Едва слышный гул. Введение в философию звука - [10]
Ореол звучания музыкальной фонограммы определяет не оборудование, не баланс, не частотная характеристика, не расположение инструментов по панораме и даже не мастерство композитора и исполнителя, а какой-то странный избыток, скрывающийся за всеми этими составляющими и словно бы цементирующий их. Все это может быть безукоризненным, но почему-то не складываться в звуковую картину, никогда не являющуюся лишь суммой всего этого. Записи Артюра Грюмьо или группы Morphine бессмысленно разбирать на составные части. Предельно ограниченное количество деталей этих звуковых механизмов вовсе не означает примитивность их устройства. Повторить эти опыты будет делом не менее сложным, чем попытка проделать подобное с многослойными альбомами U2 и Питера Гэбриэла. Даже собрав тех же самых исполнителей в той же самой студии, звукорежиссер (пусть даже тот же) отнюдь не застрахован от фиаско. Потому что в записях уже случилось нечто неделимое, не поддающееся сращению из отдельных частей. Потому что одна и та же нота может прозвучать едва ли не бесконечным количеством тембров. И дело не только в том, что на это влияет множество разных факторов (расстояние, на котором стоит микрофон, тип микрофона, наличие/отсутствие акустических ширм – если не говорить о дальнейшем микшировании). И конечно же, проблема никоим образом не ограничена суммой, заплаченной за микрофоны и предусилители.

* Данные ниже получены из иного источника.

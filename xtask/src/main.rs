use anyhow::{bail, Context, Result};
use clap::Parser;
use std::process::Command;

/// Kernel-side package and the object it produces
const EBPF_PACKAGE: &str = "schedlat-ebpf";
const EBPF_TARGET: &str = "bpfel-unknown-none";

#[derive(Parser)]
struct Args {
    #[command(subcommand)]
    command: Cmd,
}

#[derive(Parser)]
enum Cmd {
    /// Compile the tracepoint programs
    BuildEbpf {
        #[arg(long, default_value = EBPF_TARGET)]
        target: String,
    },
    /// Build everything and run the tracer under sudo
    Run {
        /// Arguments forwarded to schedlat
        #[arg(trailing_var_arg = true, allow_hyphen_values = true)]
        args: Vec<String>,
    },
}

fn main() -> Result<()> {
    let args = Args::parse();

    match args.command {
        Cmd::BuildEbpf { target } => build_ebpf(&target)?,
        Cmd::Run { args } => run(&args)?,
    }

    Ok(())
}

fn build_ebpf(target: &str) -> Result<()> {
    // Debug BPF builds pull in formatting code the BPF linker rejects, so the
    // object is always built with the release profile.
    let status = Command::new("cargo")
        .args(["+nightly", "build", "--package", EBPF_PACKAGE, "--target", target])
        .args(["-Z", "build-std=core", "--release"])
        .status()
        .context("Failed to spawn cargo for the eBPF build")?;

    if !status.success() {
        bail!("Failed to build {EBPF_PACKAGE}");
    }

    println!("✓ eBPF object: target/{target}/release/schedlat");
    Ok(())
}

fn run(forwarded: &[String]) -> Result<()> {
    build_ebpf(EBPF_TARGET)?;

    let status = Command::new("cargo")
        .args(["build", "--release", "--package", "schedlat"])
        .status()
        .context("Failed to spawn cargo for the userspace build")?;
    if !status.success() {
        bail!("Failed to build schedlat");
    }

    let status = Command::new("sudo")
        .arg("-E")
        .arg("target/release/schedlat")
        .args(forwarded)
        .status()
        .context("Failed to launch schedlat")?;
    if !status.success() {
        bail!("schedlat exited with {status}");
    }

    Ok(())
}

В звукозаписи первостепенна вовсе не иерархия качества. Уникальность грязного звучания Sex Pistols и Тома Уэйтса оказывается в этой системе координат столь же очевидной, как и в случае рафинированных записей Дэвида Сильвиана или Гэвина Фрайдея.
И все же, вопреки сказанному о принципиальной абстрактности содержания, сегодня, слушая музыку, мы нередко имеем дело с готовыми значениями: перед нами звуковое сообщение, построенное по определенным законам, предполагающее выявление контекстуальных связей и поддающееся некоторой интерпретации. Еще не дослушав композицию до конца, мы начинаем думать о стиле и жанре. Музыка очень часто воспринимается как разновидность коммуникации, как речь, обладающая своими синтагмами и синтаксисом. Симфонии выглядят как звуковые повествования, имеющие пролог и эпилог. Перед нами структуры, для расшифровки которых требуются определенные навыки – знания законов, выстраивающих звуки в связные конструкции.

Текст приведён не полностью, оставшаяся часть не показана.